Program evaluation. Evaluative research. Welfare. Social knowledge. Social intervention.
Cuando hablamos de programas de intervención social (socioeducativos, sociosanitarios, psicosociales) nos referimos a situaciones que se dan en nuestra sociedad y que queremos mejorar. El punto de partida puede ser una situación considerada negativa (independientemente de cómo la denominamos: problema social, necesidad social, marginación, inadaptación, etc.), o bien un riesgo de que suceda algo considerado no deseado (entonces hablamos de prevención), o bien simplemente una aspiración compartida para mejorar alguna cosa (entonces hablamos de «desarrollo» o de «promoción de», por ejemplo, de la comunidad, de la salud, de la calidad de vida) (Casas, 1996a),
Parece fácil consensuar que el objetivo último de cualquier programa de intervención social, de cualquier política social, es el aumento del bienestar social de la población destinataria. De hecho, así lo encontramos en muchas definiciones.
Podríamos resumir, pues, la evaluación de programas de intervención social como una actividad rigurosamente fundamentada que pretende saber hasta qué punto hemos mejorado el bienestar del un conjunto de personas con el conjunto de intervenciones desarrolladas en el seno de un programa, y hasta qué punto podríamos haberlo hecho mejor y de forma más eficiente.
Si la evaluación de programas está al servicio de la intervención social, una pregunta crucial se impone: ¿Cómo puede la evaluación de programas contribuir al bienestar social?
A pesar de que la definición que hemos dado de evaluación de programas parezca clara, la historia se ha encargado de demostrarnos que no lo es.
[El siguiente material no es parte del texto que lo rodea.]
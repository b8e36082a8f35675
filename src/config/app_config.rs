//! Application configuration - all session tuning as operator-editable TOML
//!
//! Every threshold and window length the decision engine uses is a field in
//! this module. Each struct implements `Default` with values matching the
//! shipped model stack, so behavior is unchanged when no config file is
//! present.

use serde::{Deserialize, Serialize};
use std::path::{Path, PathBuf};
use tracing::{info, warn};

use super::defaults;

// ============================================================================
// Top-Level Config
// ============================================================================

/// Root configuration for a deployment.
///
/// Load with `AppConfig::load()` which searches:
/// 1. `$SIGNSTREAM_CONFIG` env var
/// 2. `./signstream.toml`
/// 3. Built-in defaults
#[derive(Debug, Clone, Serialize, Deserialize)]
pub struct AppConfig {
    /// HTTP server configuration
    #[serde(default)]
    pub server: ServerConfig,

    /// Session decision-engine tuning
    #[serde(default)]
    pub session: SessionConfig,

    /// Per-classifier confidence thresholds
    #[serde(default)]
    pub thresholds: ThresholdConfig,

    /// Inference backend endpoints
    #[serde(default)]
    pub inference: InferenceConfig,
}

impl Default for AppConfig {
    fn default() -> Self {
        Self {
            server: ServerConfig::default(),
            session: SessionConfig::default(),
            thresholds: ThresholdConfig::default(),
            inference: InferenceConfig::default(),
        }
    }
}

impl AppConfig {
    /// Load configuration using the standard search order:
    /// 1. `$SIGNSTREAM_CONFIG` environment variable
    /// 2. `./signstream.toml` in the current working directory
    /// 3. Built-in defaults
    pub fn load() -> Self {
        if let Ok(path) = std::env::var("SIGNSTREAM_CONFIG") {
            let p = PathBuf::from(&path);
            if p.exists() {
                match Self::load_from_file(&p) {
                    Ok(config) => {
                        info!(path = %p.display(), "Loaded config from SIGNSTREAM_CONFIG");
                        return config;
                    }
                    Err(e) => {
                        warn!(path = %p.display(), error = %e, "Failed to load config from SIGNSTREAM_CONFIG, falling back");
                    }
                }
            } else {
                warn!(path = %path, "SIGNSTREAM_CONFIG points to non-existent file, falling back");
            }
        }

        let local = Path::new("signstream.toml");
        if local.exists() {
            match Self::load_from_file(local) {
                Ok(config) => {
                    info!(path = %local.display(), "Loaded config from working directory");
                    return config;
                }
                Err(e) => {
                    warn!(path = %local.display(), error = %e, "Failed to load local config, using defaults");
                }
            }
        }

        info!("No config file found, using built-in defaults");
        Self::default()
    }

    /// Load and parse a specific TOML file.
    pub fn load_from_file(path: &Path) -> anyhow::Result<Self> {
        let raw = std::fs::read_to_string(path)?;
        let config: Self = toml::from_str(&raw)?;
        config.validate()?;
        Ok(config)
    }

    /// Reject configurations the decision engine cannot run with.
    pub fn validate(&self) -> anyhow::Result<()> {
        if self.session.early_window != 2 {
            anyhow::bail!(
                "session.early_window must be 2 (two-frame confirmation), got {}",
                self.session.early_window
            );
        }
        if self.session.dynamic_window <= self.session.early_window {
            anyhow::bail!(
                "session.dynamic_window ({}) must exceed early_window ({})",
                self.session.dynamic_window,
                self.session.early_window
            );
        }
        if self.session.gloss_sequence_lengths.is_empty() {
            anyhow::bail!("session.gloss_sequence_lengths must not be empty");
        }
        for t in [
            self.thresholds.static_alpha,
            self.thresholds.static_numeric,
            self.thresholds.dynamic_gesture,
            self.thresholds.word_sequence,
        ] {
            if !(0.0..=1.0).contains(&t) {
                anyhow::bail!("confidence thresholds must lie in [0,1], got {t}");
            }
        }
        Ok(())
    }
}

// ============================================================================
// Sections
// ============================================================================

/// HTTP server settings.
#[derive(Debug, Clone, Serialize, Deserialize)]
pub struct ServerConfig {
    /// Bind address, overridable via `SIGNSTREAM_SERVER_ADDR` or `--addr`.
    #[serde(default = "default_server_addr")]
    pub addr: String,
}

fn default_server_addr() -> String {
    defaults::SERVER_ADDR.to_string()
}

impl Default for ServerConfig {
    fn default() -> Self {
        Self {
            addr: default_server_addr(),
        }
    }
}

/// Decision-engine tuning shared by every session.
#[derive(Debug, Clone, Serialize, Deserialize)]
pub struct SessionConfig {
    /// Labels whose meaning depends on motion; they can never confirm via
    /// the static two-frame tier.
    #[serde(default = "default_dynamic_labels")]
    pub dynamic_labels: Vec<String>,

    /// Frames needed for the early static confirmation tier.
    #[serde(default = "default_early_window")]
    pub early_window: usize,

    /// Frames needed for the full dynamic-gesture window.
    #[serde(default = "default_dynamic_window")]
    pub dynamic_window: usize,

    /// Gloss window lengths a client may negotiate via `sequenceNum`.
    #[serde(default = "default_gloss_sequence_lengths")]
    pub gloss_sequence_lengths: Vec<usize>,

    /// Gloss window used when the client does not send `sequenceNum`.
    #[serde(default = "default_gloss_default_length")]
    pub gloss_default_length: usize,

    /// Cooldown frames after a static letter/number result.
    #[serde(default = "default_cooldown_static")]
    pub cooldown_static_frames: u32,

    /// Cooldown frames after a dynamic-gesture result.
    #[serde(default = "default_cooldown_dynamic")]
    pub cooldown_dynamic_frames: u32,

    /// Cooldown frames after a word result.
    #[serde(default = "default_cooldown_word")]
    pub cooldown_word_frames: u32,
}

fn default_dynamic_labels() -> Vec<String> {
    defaults::DYNAMIC_LABELS.iter().map(|s| s.to_string()).collect()
}
fn default_early_window() -> usize {
    defaults::EARLY_WINDOW_FRAMES
}
fn default_dynamic_window() -> usize {
    defaults::DYNAMIC_WINDOW_FRAMES
}
fn default_gloss_sequence_lengths() -> Vec<usize> {
    defaults::GLOSS_SEQUENCE_LENGTHS.to_vec()
}
fn default_gloss_default_length() -> usize {
    defaults::GLOSS_DEFAULT_LENGTH
}
fn default_cooldown_static() -> u32 {
    defaults::COOLDOWN_STATIC_FRAMES
}
fn default_cooldown_dynamic() -> u32 {
    defaults::COOLDOWN_DYNAMIC_FRAMES
}
fn default_cooldown_word() -> u32 {
    defaults::COOLDOWN_WORD_FRAMES
}

impl Default for SessionConfig {
    fn default() -> Self {
        Self {
            dynamic_labels: default_dynamic_labels(),
            early_window: default_early_window(),
            dynamic_window: default_dynamic_window(),
            gloss_sequence_lengths: default_gloss_sequence_lengths(),
            gloss_default_length: default_gloss_default_length(),
            cooldown_static_frames: default_cooldown_static(),
            cooldown_dynamic_frames: default_cooldown_dynamic(),
            cooldown_word_frames: default_cooldown_word(),
        }
    }
}

impl SessionConfig {
    /// Whether a label belongs to the reserved dynamic-gesture set.
    pub fn is_dynamic_label(&self, label: &str) -> bool {
        self.dynamic_labels.iter().any(|l| l == label)
    }

    /// Resolve the gloss window length from a client's `sequenceNum`.
    /// Unlisted lengths are rejected so a typo cannot silently reshape the
    /// word model's input.
    pub fn resolve_gloss_length(&self, requested: Option<usize>) -> Option<usize> {
        match requested {
            None => Some(self.gloss_default_length),
            Some(n) if self.gloss_sequence_lengths.contains(&n) => Some(n),
            Some(_) => None,
        }
    }
}

/// Minimum confidence per classifier; results below the line are reported
/// as "no sign" with the raw confidence preserved.
#[derive(Debug, Clone, Serialize, Deserialize)]
pub struct ThresholdConfig {
    #[serde(default = "default_static_alpha_threshold")]
    pub static_alpha: f32,
    #[serde(default = "default_static_numeric_threshold")]
    pub static_numeric: f32,
    #[serde(default = "default_dynamic_threshold")]
    pub dynamic_gesture: f32,
    #[serde(default = "default_word_threshold")]
    pub word_sequence: f32,
}

fn default_static_alpha_threshold() -> f32 {
    defaults::STATIC_ALPHA_THRESHOLD
}
fn default_static_numeric_threshold() -> f32 {
    defaults::STATIC_NUMERIC_THRESHOLD
}
fn default_dynamic_threshold() -> f32 {
    defaults::DYNAMIC_GESTURE_THRESHOLD
}
fn default_word_threshold() -> f32 {
    defaults::WORD_SEQUENCE_THRESHOLD
}

impl Default for ThresholdConfig {
    fn default() -> Self {
        Self {
            static_alpha: default_static_alpha_threshold(),
            static_numeric: default_static_numeric_threshold(),
            dynamic_gesture: default_dynamic_threshold(),
            word_sequence: default_word_threshold(),
        }
    }
}

/// How binary frame payloads reach the landmark extractor.
#[derive(Debug, Clone, Copy, PartialEq, Eq, Serialize, Deserialize)]
#[serde(rename_all = "lowercase")]
pub enum WireFormat {
    /// Clients send pre-extracted landmark vectors (little-endian f32).
    Landmarks,
    /// Clients send encoded image bytes; extraction happens on the
    /// inference backend.
    Image,
}

/// Remote inference backend settings.
#[derive(Debug, Clone, Serialize, Deserialize)]
pub struct InferenceConfig {
    /// Frame payload format on the wire.
    #[serde(default = "default_wire_format")]
    pub wire_format: WireFormat,

    /// Base URL of the model server (static/dynamic/word classify routes and
    /// the landmark extraction route hang off this).
    #[serde(default = "default_inference_base_url")]
    pub base_url: String,

    /// Per-request timeout in seconds.
    #[serde(default = "default_inference_timeout")]
    pub timeout_secs: u64,
}

fn default_wire_format() -> WireFormat {
    WireFormat::Landmarks
}
fn default_inference_base_url() -> String {
    defaults::INFERENCE_BASE_URL.to_string()
}
fn default_inference_timeout() -> u64 {
    defaults::INFERENCE_TIMEOUT_SECS
}

impl Default for InferenceConfig {
    fn default() -> Self {
        Self {
            wire_format: default_wire_format(),
            base_url: default_inference_base_url(),
            timeout_secs: default_inference_timeout(),
        }
    }
}
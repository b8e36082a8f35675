//! Configuration Module
//!
//! Provides deployment configuration loaded from TOML files, replacing
//! hardcoded decision-engine tuning with operator-editable values.
//!
//! ## Loading Order
//!
//! 1. `SIGNSTREAM_CONFIG` environment variable (path to TOML file)
//! 2. `signstream.toml` in the current working directory
//! 3. Built-in defaults
//!
//! ## Usage
//!
//! Call `config::init()` once at startup, then `config::get()` anywhere:
//!
//! ```ignore
//! // In main():
//! config::init(AppConfig::load());
//!
//! // Anywhere in the codebase:
//! let threshold = config::get().thresholds.static_alpha;
//! ```

mod app_config;
pub mod defaults;

pub use app_config::*;

use std::sync::OnceLock;

/// Global application configuration, initialized once at startup.
static APP_CONFIG: OnceLock<AppConfig> = OnceLock::new();

/// Initialize the global configuration.
///
/// Must be called exactly once before any calls to `get()`.
pub fn init(config: AppConfig) {
    if APP_CONFIG.set(config).is_err() {
        tracing::warn!("config::init() called more than once — ignoring");
    }
}

/// Get a reference to the global configuration.
///
/// Panics if `init()` has not been called. This is by design — a missing
/// config is a fatal startup error, not a recoverable condition.
pub fn get() -> &'static AppConfig {
    APP_CONFIG
        .get()
        .expect("config::get() called before config::init() — this is a startup bug")
}

/// Check whether the config has been initialized.
///
/// Useful for tests and optional config paths.
pub fn is_initialized() -> bool {
    APP_CONFIG.get().is_some()
}
//! API route handlers
//!
//! Request handling logic for the REST surface: liveness and server-wide
//! session counters. The streaming endpoint lives in `api::ws`.

use std::sync::Arc;

use axum::extract::State;
use axum::Json;
use serde::Serialize;
use tokio::sync::RwLock;

use crate::classify::ModelRegistry;
use crate::extract::LandmarkExtractor;
use crate::state::AppState;

// ============================================================================
// API State
// ============================================================================

/// Shared state for API handlers and the WebSocket endpoint.
#[derive(Clone)]
pub struct ApiState {
    /// Server-wide counters
    pub app_state: Arc<RwLock<AppState>>,
    /// Read-only classifier handles shared by every session
    pub registry: Arc<ModelRegistry>,
    /// Frame payload decoder for the configured wire format
    pub extractor: Arc<dyn LandmarkExtractor>,
}

impl ApiState {
    pub fn new(
        app_state: Arc<RwLock<AppState>>,
        registry: Arc<ModelRegistry>,
        extractor: Arc<dyn LandmarkExtractor>,
    ) -> Self {
        Self {
            app_state,
            registry,
            extractor,
        }
    }
}

// ============================================================================
// Handlers
// ============================================================================

/// Liveness response for `/health`.
#[derive(Debug, Serialize)]
pub struct HealthResponse {
    pub status: String,
    pub uptime_seconds: u64,
    pub timestamp: String,
}

/// Simple liveness check.
pub async fn health_check(State(state): State<ApiState>) -> Json<HealthResponse> {
    let app = state.app_state.read().await;
    Json(HealthResponse {
        status: app.status.to_string(),
        uptime_seconds: app.uptime_secs(),
        timestamp: chrono::Utc::now().to_rfc3339(),
    })
}

/// Server counters for `/api/v1/status`.
#[derive(Debug, Serialize)]
pub struct StatusResponse {
    pub status: String,
    pub uptime_seconds: u64,
    pub sessions_opened: u64,
    pub sessions_active: u64,
    pub frames_received: u64,
    pub results_emitted: u64,
    pub errors_reported: u64,
    pub last_result_time: Option<String>,
}

/// Session and throughput counters.
pub async fn get_status(State(state): State<ApiState>) -> Json<StatusResponse> {
    let app = state.app_state.read().await;
    Json(StatusResponse {
        status: app.status.to_string(),
        uptime_seconds: app.uptime_secs(),
        sessions_opened: app.sessions_opened,
        sessions_active: app.sessions_active,
        frames_received: app.frames_received,
        results_emitted: app.results_emitted,
        errors_reported: app.errors_reported,
        last_result_time: app.last_result_time.map(|t| t.to_rfc3339()),
    })
}
//! Arbiter - classifier selection and disagreement reconciliation
//!
//! The arbiter owns the decision logic between the session's buffer and the
//! model registry. Per mode:
//!
//! ## Alpha / Numeric - two escalating tiers
//!
//! 1. *Early two-frame confirmation*: at exactly 2 buffered frames the
//!    static alphabet model runs on each frame independently. An identical
//!    top label on both frames, outside the reserved dynamic-gesture set,
//!    confirms immediately - a latency optimization, not a correctness
//!    requirement. Confidence is the `min` of the two agreeing frames.
//! 2. *Full ten-frame window*: the dynamic two-state model runs on the
//!    interpolated window and the static model on the final frame. The
//!    dynamic label wins when the static model agrees with it; otherwise
//!    the static label wins - the dynamic model is prone to false
//!    positives on held-still hands, so static is the authoritative
//!    tie-breaker.
//!
//! The numeric model runs alongside on every invocation that reaches the
//! static classifier; letter and number slots travel together because the
//! two alphabets are not mutually exclusive at the protocol level.
//!
//! ## Glosses - single tier
//!
//! One call to the word-sequence model on the full interpolated window. No
//! early exit.
//!
//! Any result under its classifier's confidence threshold is reported as
//! "no sign" with the raw confidence preserved.

use std::sync::Arc;

use tracing::{debug, info};

use crate::classify::{ClassifierError, ClassifierPort, ModelRegistry, Prediction};
use crate::config::{SessionConfig, ThresholdConfig};
use crate::session::buffer::interpolate_gaps;
use crate::session::error::SessionError;
use crate::types::{ClassificationResult, LandmarkFrame, ModelMode, ResultKind, SignResult};

/// Outcome of one arbiter invocation.
#[derive(Debug, Clone, PartialEq)]
pub enum Verdict {
    /// A final decision for this window (possibly "no sign").
    Emit(SignResult),
    /// The early tier declined; keep collecting toward the full window.
    Continue,
}

/// Per-session decision engine over the shared model registry.
pub struct Arbiter {
    registry: Arc<ModelRegistry>,
    session: SessionConfig,
    thresholds: ThresholdConfig,
    /// Per-session floor from a `config` control message; overrides every
    /// per-classifier threshold when set.
    min_confidence_override: Option<f32>,
}

impl Arbiter {
    pub fn new(
        registry: Arc<ModelRegistry>,
        session: SessionConfig,
        thresholds: ThresholdConfig,
    ) -> Self {
        Self {
            registry,
            session,
            thresholds,
            min_confidence_override: None,
        }
    }

    /// Apply a per-session confidence floor (from the `config` message).
    pub fn set_min_confidence(&mut self, floor: Option<f32>) {
        self.min_confidence_override = floor;
    }

    /// Decide on a captured window.
    ///
    /// `forced` marks an explicit `process` or a stop-drain pass: the early
    /// tier may not answer `Continue` and short alpha windows fall back to
    /// static-only classification.
    pub async fn decide(
        &self,
        window: &[LandmarkFrame],
        mode: ModelMode,
        forced: bool,
    ) -> Result<Verdict, SessionError> {
        match mode {
            ModelMode::Alpha | ModelMode::Numeric => {
                self.decide_alpha_numeric(window, forced).await
            }
            ModelMode::Glosses => self.decide_word(window).await,
        }
    }

    // ========================================================================
    // Alpha / Numeric tiers
    // ========================================================================

    async fn decide_alpha_numeric(
        &self,
        window: &[LandmarkFrame],
        forced: bool,
    ) -> Result<Verdict, SessionError> {
        debug_assert!(window.len() >= 2, "caller validates minimum frame count");

        if window.len() == self.session.early_window {
            if let Some(result) = self.early_confirm(window).await? {
                return Ok(Verdict::Emit(result));
            }
            if !forced {
                return Ok(Verdict::Continue);
            }
            // Forced with only the early window buffered: the client says
            // the gesture is complete, so answer from the static models.
            let result = self.static_only(window).await?;
            return Ok(Verdict::Emit(result));
        }

        if window.len() < self.session.dynamic_window {
            // Reachable only on forced passes between the two tiers.
            let result = self.static_only(window).await?;
            return Ok(Verdict::Emit(result));
        }

        let result = self.full_dynamic_window(window).await?;
        Ok(Verdict::Emit(result))
    }

    /// Tier 1: confirm a static sign from two agreeing frames.
    ///
    /// Both frames must be present - a dropped detection simply fails to
    /// fire the tier and collection continues toward the full window.
    async fn early_confirm(
        &self,
        window: &[LandmarkFrame],
    ) -> Result<Option<SignResult>, SessionError> {
        let (first, second) = (&window[0], &window[1]);
        if !first.present || !second.present {
            debug!("Early tier skipped: dropped detection in confirmation pair");
            return Ok(None);
        }

        let alpha = &self.registry.static_alpha;
        let p1 = self.call(alpha, &[first.coords.clone()]).await?;
        let p2 = self.call(alpha, &[second.coords.clone()]).await?;

        if p1.label != p2.label {
            debug!(first = %p1.label, second = %p2.label, "Early tier: labels disagree");
            return Ok(None);
        }
        if self.session.is_dynamic_label(&p1.label) {
            debug!(label = %p1.label, "Early tier: dynamic-gesture label, collecting full window");
            return Ok(None);
        }

        // Conservative rule: the weaker of the two agreeing confidences.
        let confidence = p1.confidence.min(p2.confidence);
        let letter = self.gate(
            Prediction {
                label: p2.label,
                confidence,
            },
            self.thresholds.static_alpha,
            ResultKind::Letter,
        );
        let number = self.classify_number(second).await?;

        info!(
            letter = %letter.label,
            confidence = letter.confidence,
            "Early two-frame confirmation fired"
        );

        Ok(Some(SignResult::AlphaNumeric { letter, number }))
    }

    /// Tier 2: dynamic model over the interpolated window, reconciled
    /// against the static model on the final frame.
    async fn full_dynamic_window(
        &self,
        window: &[LandmarkFrame],
    ) -> Result<SignResult, SessionError> {
        let filled = interpolate_gaps(window)?;
        let span = &filled[..self.session.dynamic_window.min(filled.len())];
        let tensor: Vec<Vec<f32>> = span.iter().map(|f| f.coords.clone()).collect();

        let dynamic = self.call(&self.registry.dynamic_gesture, &tensor).await?;

        let last = &filled[filled.len() - 1];
        let static_pred = self
            .call(&self.registry.static_alpha, &[last.coords.clone()])
            .await?;

        // The dynamic model only wins with corroboration from the static
        // model on the final frame; otherwise static is authoritative.
        let letter = if dynamic.label == static_pred.label {
            self.gate(dynamic.clone(), self.thresholds.dynamic_gesture, ResultKind::Gesture)
        } else {
            let kind = if self.session.is_dynamic_label(&static_pred.label) {
                ResultKind::Gesture
            } else {
                ResultKind::Letter
            };
            self.gate(static_pred.clone(), self.thresholds.static_alpha, kind)
        };

        let number = self.classify_number(last).await?;

        info!(
            dynamic_label = %dynamic.label,
            static_label = %static_pred.label,
            chosen = %letter.label,
            "Full-window reconciliation complete"
        );

        Ok(SignResult::AlphaNumeric { letter, number })
    }

    /// Forced short window: answer from the static models on the last
    /// detected frame.
    async fn static_only(&self, window: &[LandmarkFrame]) -> Result<SignResult, SessionError> {
        let Some(last) = window.iter().rev().find(|f| f.present) else {
            return Err(SessionError::UndecidableSequence);
        };

        let alpha = self
            .call(&self.registry.static_alpha, &[last.coords.clone()])
            .await?;
        let kind = if self.session.is_dynamic_label(&alpha.label) {
            ResultKind::Gesture
        } else {
            ResultKind::Letter
        };
        let letter = self.gate(alpha, self.thresholds.static_alpha, kind);
        let number = self.classify_number(last).await?;

        Ok(SignResult::AlphaNumeric { letter, number })
    }

    /// Run the numeric model on one frame and gate the result.
    async fn classify_number(
        &self,
        frame: &LandmarkFrame,
    ) -> Result<ClassificationResult, SessionError> {
        if !frame.present {
            return Ok(ClassificationResult::none(ResultKind::Number));
        }
        let pred = self
            .call(&self.registry.static_numeric, &[frame.coords.clone()])
            .await?;
        Ok(self.gate(pred, self.thresholds.static_numeric, ResultKind::Number))
    }

    // ========================================================================
    // Glosses
    // ========================================================================

    async fn decide_word(&self, window: &[LandmarkFrame]) -> Result<Verdict, SessionError> {
        let filled = interpolate_gaps(window)?;
        let tensor: Vec<Vec<f32>> = filled.iter().map(|f| f.coords.clone()).collect();

        let pred = self.call(&self.registry.word_sequence, &tensor).await?;
        let word = self.gate(pred, self.thresholds.word_sequence, ResultKind::Word);

        info!(
            word = %word.label,
            confidence = word.confidence,
            frames = tensor.len(),
            "Word-sequence decision complete"
        );

        Ok(Verdict::Emit(SignResult::Word(word)))
    }

    // ========================================================================
    // Shared plumbing
    // ========================================================================

    async fn call(
        &self,
        port: &Arc<dyn ClassifierPort>,
        window: &[Vec<f32>],
    ) -> Result<Prediction, SessionError> {
        port.classify(window).await.map_err(|e| match e {
            ClassifierError::Unavailable(reason) => SessionError::ClassifierUnavailable {
                name: port.name().to_string(),
                reason,
            },
            ClassifierError::ShapeMismatch { expected, actual } => {
                SessionError::ClassifierUnavailable {
                    name: port.name().to_string(),
                    reason: format!("shape mismatch: expected {expected}, got {actual}"),
                }
            }
        })
    }

    /// Apply the classifier's threshold (or the session override) and blank
    /// the label when confidence falls short, preserving the raw confidence.
    fn gate(&self, pred: Prediction, threshold: f32, kind: ResultKind) -> ClassificationResult {
        let floor = self.min_confidence_override.unwrap_or(threshold);
        let result = ClassificationResult::new(pred.label, pred.confidence, kind);
        if result.confidence < floor {
            debug!(
                label = %result.label,
                confidence = result.confidence,
                floor,
                "Result gated below confidence floor"
            );
            result.gated()
        } else {
            result
        }
    }
}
Como ya señalaban Shadish, Cook y Leviton (1991), cuando evaluamos un negocio, el criterio «beneficio» que utilizamos para juzgar si funciona bien está bastante claro para todos, y todo el mundo está de acuerdo en que el criterio monetario y el referente temporal son las coordenadas clave para evaluar los resultados. Si por un momento pensamos solamente en los programas de intervención social desarrollados por administraciones públicas, es fácil ver que el problema del «objetivo último», o de las «coordenadas clave para evaluar resultados» no es tan fácilmente delimitable como en la empresa privada con ánimo de lucro, posiblemente porque la realidad es que no existe un solo objetivo último acotable, o en cualquier caso, no es solamente el bienestar social.
Nos hallamos entonces con una situación muy particular para la metodología científica: tenemos un objetivo que a menudo no se puede delimitar claramente, no tanto por la falta de buenas definiciones nomínales y operacionales, sino porque los agentes que configuran el contexto social en el que se persigue el objetivo tienen dificultades muy considerables para conservar su delimitación. Dicho más llanamente: ¿qué quiere decir «mejor» socialmente? ¿para qué y en qué sentido debemos hacer mejor y más eficiente un programa?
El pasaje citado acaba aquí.